When not incarnated as an avatar (and slaying demons, seducing milkmaids, or explaining the Bhagavad Gita to Arjun), Vishnu dwells in an abode known as Vaikuntha which transcends the material universe.  Sometimes Vaikuntha is imagined as floating atop a sea of milk or suspended in the infinite blackness of space.  In this numinous cosmological state of being, Vishnu reclines with his consort Lakshmi, the Goddess of wealth, beauty, and prosperity. In his four arms he holds a great conch shell, a mace, a chakra, and a lotus (padmus) which may or may not be the universe itself.

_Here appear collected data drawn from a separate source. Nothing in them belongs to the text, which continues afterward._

//! Request parameters for search and suggest.

use serde::{Deserialize, Serialize};
use serde_json::Value;

use crate::error::{HoplonError, Result};
use crate::query::filter::Filter;

fn default_limit() -> usize {
    10
}

fn default_suggest_limit() -> usize {
    5
}

/// Fill in `limit` on a JSON object that leaves it out.
fn with_default_limit(mut value: Value, limit: usize) -> Value {
    if let Value::Object(map) = &mut value {
        map.entry("limit").or_insert_with(|| Value::from(limit));
    }
    value
}

/// Parameters of a search request.
///
/// Deserializes from the camelCase JSON form:
///
/// ```json
/// {
///   "query": "laptop",
///   "offset": 0,
///   "limit": 10,
///   "filter": {"price": {"gte": 10, "lte": 20}, "brand": "acme"},
///   "sortBy": ["price:asc", "title"],
///   "facets": ["brand", "price"]
/// }
/// ```
#[derive(Debug, Clone, PartialEq, Serialize, Deserialize)]
#[serde(rename_all = "camelCase")]
pub struct SearchParams {
    /// Free-text query. Empty or whitespace-only means browse all.
    #[serde(default)]
    pub query: String,
    /// Number of hits to skip.
    #[serde(default)]
    pub offset: usize,
    /// Maximum number of hits to return.
    #[serde(default = "default_limit")]
    pub limit: usize,
    /// Conditions every hit must satisfy.
    #[serde(default, skip_serializing_if = "Option::is_none")]
    pub filter: Option<Filter>,
    /// Sort criteria as `"field[:asc|desc]"`.
    #[serde(default, skip_serializing_if = "Option::is_none")]
    pub sort_by: Option<Vec<String>>,
    /// Fields to aggregate facets for.
    #[serde(default, skip_serializing_if = "Option::is_none")]
    pub facets: Option<Vec<String>>,
}

impl Default for SearchParams {
    fn default() -> Self {
        SearchParams {
            query: String::new(),
            offset: 0,
            limit: default_limit(),
            filter: None,
            sort_by: None,
            facets: None,
        }
    }
}

impl SearchParams {
    /// Create parameters for a query with default paging.
    pub fn new<S: Into<String>>(query: S) -> Self {
        SearchParams {
            query: query.into(),
            ..Default::default()
        }
    }

    /// Parse parameters from a JSON value.
    pub fn from_json(value: Value) -> Result<Self> {
        Self::from_json_with_limit(value, default_limit())
    }

    /// Parse parameters from a JSON value, using `limit` when the value
    /// names none.
    pub fn from_json_with_limit(value: Value, limit: usize) -> Result<Self> {
        serde_json::from_value(with_default_limit(value, limit))
            .map_err(|e| HoplonError::validation(format!("Invalid search parameters: {e}")))
    }

    /// Set the offset.
    pub fn offset(mut self, offset: usize) -> Self {
        self.offset = offset;
        self
    }

    /// Set the limit.
    pub fn limit(mut self, limit: usize) -> Self {
        self.limit = limit;
        self
    }

    /// Set the filter.
    pub fn filter(mut self, filter: Filter) -> Self {
        self.filter = Some(filter);
        self
    }

    /// Set the sort criteria.
    pub fn sort_by<I, S>(mut self, criteria: I) -> Self
    where
        I: IntoIterator<Item = S>,
        S: Into<String>,
    {
        self.sort_by = Some(criteria.into_iter().map(Into::into).collect());
        self
    }

    /// Set the facet fields.
    pub fn facets<I, S>(mut self, fields: I) -> Self
    where
        I: IntoIterator<Item = S>,
        S: Into<String>,
    {
        self.facets = Some(fields.into_iter().map(Into::into).collect());
        self
    }

    /// Check the parameters.
    pub fn validate(&self) -> Result<()> {
        if self.limit == 0 {
            return Err(HoplonError::validation("limit must be greater than 0"));
        }
        Ok(())
    }
}

/// Parameters of a suggest (autocomplete) request.
#[derive(Debug, Clone, PartialEq, Serialize, Deserialize)]
#[serde(rename_all = "camelCase")]
pub struct SuggestParams {
    /// Partial query to complete.
    #[serde(default)]
    pub query: String,
    /// Maximum number of suggestions.
    #[serde(default = "default_suggest_limit")]
    pub limit: usize,
    /// Conditions the underlying documents must satisfy.
    #[serde(default, skip_serializing_if = "Option::is_none")]
    pub filter: Option<Filter>,
}

impl Default for SuggestParams {
    fn default() -> Self {
        SuggestParams {
            query: String::new(),
            limit: default_suggest_limit(),
            filter: None,
        }
    }
}

impl SuggestParams {
    /// Create parameters for a partial query.
    pub fn new<S: Into<String>>(query: S) -> Self {
        SuggestParams {
            query: query.into(),
            ..Default::default()
        }
    }

    /// Parse parameters from a JSON value.
    pub fn from_json(value: Value) -> Result<Self> {
        Self::from_json_with_limit(value, default_suggest_limit())
    }

    /// Parse parameters from a JSON value, using `limit` when the value
    /// names none.
    pub fn from_json_with_limit(value: Value, limit: usize) -> Result<Self> {
        serde_json::from_value(with_default_limit(value, limit))
            .map_err(|e| HoplonError::validation(format!("Invalid suggest parameters: {e}")))
    }

    /// Set the limit.
    pub fn limit(mut self, limit: usize) -> Self {
        self.limit = limit;
        self
    }

    /// Set the filter.
    pub fn filter(mut self, filter: Filter) -> Self {
        self.filter = Some(filter);
        self
    }

    /// Check the parameters.
    pub fn validate(&self) -> Result<()> {
        if self.limit == 0 {
            return Err(HoplonError::validation("limit must be greater than 0"));
        }
        Ok(())
    }
}

#[cfg(test)]
mod tests {
    use serde_json::json;

    use super::*;

    #[test]
    fn test_defaults() {
        let params = SearchParams::from_json(json!({})).unwrap();
        assert_eq!(params, SearchParams::default());
        assert_eq!(params.limit, 10);
        assert_eq!(params.offset, 0);
        assert!(params.query.is_empty());

        let suggest = SuggestParams::from_json(json!({"query": "lap"})).unwrap();
        assert_eq!(suggest.limit, 5);
    }

    #[test]
    fn test_fallback_limit_applies_only_when_absent() {
        let params = SearchParams::from_json_with_limit(json!({"query": "x"}), 25).unwrap();
        assert_eq!(params.limit, 25);
        let params = SearchParams::from_json_with_limit(json!({"limit": 3}), 25).unwrap();
        assert_eq!(params.limit, 3);

        let suggest = SuggestParams::from_json_with_limit(json!({"query": "x"}), 8).unwrap();
        assert_eq!(suggest.limit, 8);
        assert!(SuggestParams::from_json_with_limit(json!("x"), 8).is_err());
    }

    #[test]
    fn test_camel_case_fields() {
        let params = SearchParams::from_json(json!({
            "query": "laptop",
            "limit": 3,
            "filter": {"price": {"lt": 100}},
            "sortBy": ["price:desc"],
            "facets": ["brand"]
        }))
        .unwrap();

        assert_eq!(params.limit, 3);
        assert_eq!(params.sort_by, Some(vec!["price:desc".to_string()]));
        assert_eq!(params.facets, Some(vec!["brand".to_string()]));
        assert_eq!(params.filter.unwrap().conditions().len(), 1);
    }

    #[test]
    fn test_zero_limit_is_rejected() {
        let params = SearchParams::new("x").limit(0);
        assert!(matches!(params.validate(), Err(HoplonError::Validation(_))));
        assert!(SuggestParams::new("x").limit(0).validate().is_err());
        assert!(SearchParams::new("x").validate().is_ok());
    }

    #[test]
    fn test_bad_filter_operator_is_validation_error() {
        let result = SearchParams::from_json(json!({"filter": {"price": {"near": 5}}}));
        assert!(matches!(result, Err(HoplonError::Validation(_))));

        let result = SearchParams::from_json(json!({"offset": -1}));
        assert!(matches!(result, Err(HoplonError::Validation(_))));
    }
}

Most interestingly, in his ultimate aspect of godhood, Vishnu reclines on another supreme deity, Ananta-Shesa, the king of all nagas, who is simultaneously a dasa (servant) of Vishnu and an incarnation of Vishnu himself.  Ananta-Shesa is sometimes portrayed as a five or seven headed cobra, but he is most commonly imagined as a naga (snake spirit) with immense numbers of cobra heads. Each one of these snake heads supports a planet and all of the heads constantly sing praises to Lord Vishnu. In Hindu iconography the heads are typically topped with crowns (but maybe you should imagine exoplanets instead).

vishnuWhen Kalki–the final incarnation  of Vishnu–manifests himself and ends the Kali Yuga (the current fallen incarnation of the universe) Ananta-Shesha will be one of the only things left.  The great snake god is eternal and stands outside the eternal cycle of death and rebirth of the universe.